REQUIRED WORK: The required output is a word-for-word restatement of the material below, from the line with "fn require_finite(value: Option<f64>, what: &str)" through its last line, inclusive.

____________________

//! Condition elements: the compiled, in-memory form of an alert condition.
//!
//! Each element binds one operator to one reference value and answers
//! `process(value) -> matched`. What the caller does with a match (activate,
//! deactivate, out-of-bounds notification) lives in the cache crate.
//!
//! Elements are shared by concurrent readers. The `active` flag is atomic and
//! the last-seen value of a stateful element sits behind its own mutex, so
//! `process` only needs `&self`. Reference values that change on baseline
//! refresh are updated through `&mut self` while the cache holds its write
//! lock.

use std::fmt;
use std::sync::atomic::{AtomicBool, Ordering};
use std::sync::{Mutex, MutexGuard, PoisonError};

use regex::Regex;
use serde::Serialize;

use crate::baseline::BaselineStat;
use crate::error::CoreError;
use crate::facts::FactValue;
use crate::operator::Operator;
use crate::status::{AvailabilityType, EventSeverity, OperationRequestStatus};
use crate::types::DbId;

// ---------------------------------------------------------------------------
// ElementKind
// ---------------------------------------------------------------------------

/// Which shaped-index family an element belongs to.
#[derive(Debug, Clone, Copy, PartialEq, Eq, Hash, Serialize)]
#[serde(rename_all = "snake_case")]
pub enum ElementKind {
    Measurement,
    Baseline,
    Trait,
    OutOfBounds,
    Availability,
    Operation,
    Event,
}

impl ElementKind {
    fn expected_value(self) -> &'static str {
        match self {
            Self::Measurement | Self::Baseline | Self::OutOfBounds => "numeric",
            Self::Trait => "trait",
            Self::Availability => "availability",
            Self::Operation => "operation",
            Self::Event => "event",
        }
    }
}

// ---------------------------------------------------------------------------
// ConditionElement
// ---------------------------------------------------------------------------

enum ElementBody {
    Numeric {
        reference: f64,
    },
    NumericChange {
        last: Mutex<Option<f64>>,
    },
    Baseline {
        baseline_id: DbId,
        stat: BaselineStat,
        percent: f64,
        reference: Option<f64>,
    },
    Trait {
        reference: Mutex<Option<String>>,
    },
    OutOfBounds {
        reference: f64,
    },
    Availability {
        last: Mutex<Option<AvailabilityType>>,
    },
    Operation {
        reference: OperationRequestStatus,
    },
    Event {
        severity: EventSeverity,
        detail: Option<Regex>,
    },
}

pub struct ConditionElement {
    /// Origin condition id, or the schedule id for out-of-bounds elements.
    id: DbId,
    operator: Operator,
    active: AtomicBool,
    body: ElementBody,
}

fn lock<T>(mutex: &Mutex<T>) -> MutexGuard<'_, T> {
    mutex.lock().unwrap_or_else(PoisonError::into_inner)
}

fn require(allowed: &[Operator], operator: Operator, what: &str) -> Result<(), CoreError> {
    if allowed.contains(&operator) {
        Ok(())
    } else {
        Err(CoreError::InvalidElement(format!(
            "operator {operator} is not valid for {what} elements"
        )))
    }
}

fn require_finite(value: Option<f64>, what: &str) -> Result<f64, CoreError> {
    match value {
        Some(v) if v.is_finite() => Ok(v),
        Some(v) => Err(CoreError::InvalidElement(format!(
            "{what} reference must be finite, got {v}"
        ))),
        None => Err(CoreError::InvalidElement(format!("{what} reference is missing"))),
    }
}

fn compare(operator: Operator, provided: f64, reference: f64) -> bool {
    match operator {
        Operator::LessThan => provided < reference,
        Operator::GreaterThan => provided > reference,
        Operator::Equals => provided == reference,
        Operator::GreaterThanOrEqualTo => provided >= reference,
        Operator::Changes | Operator::ChangesFrom | Operator::ChangesTo => false,
    }
}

____________________

ANSWER BOX:
fn require_finite(value: Option<f64>, what: &str) -> Result<f64, CoreError> {
    match value {
        Some(v) if v.is_finite() => Ok(v),
        Some(v) => Err(CoreError::InvalidElement(format!(
            "{what} reference must be finite, got {v}"
        ))),
        None => Err(CoreError::InvalidElement(format!("{what} reference is missing"))),
    }
}

fn compare(operator: Operator, provided: f64, reference: f64) -> bool {
    match operator {
        Operator::LessThan => provided < reference,
        Operator::GreaterThan => provided > reference,
        Operator::Equals => provided == reference,
        Operator::GreaterThanOrEqualTo => provided >= reference,
        Operator::Changes | Operator::ChangesFrom | Operator::ChangesTo => false,
    }
}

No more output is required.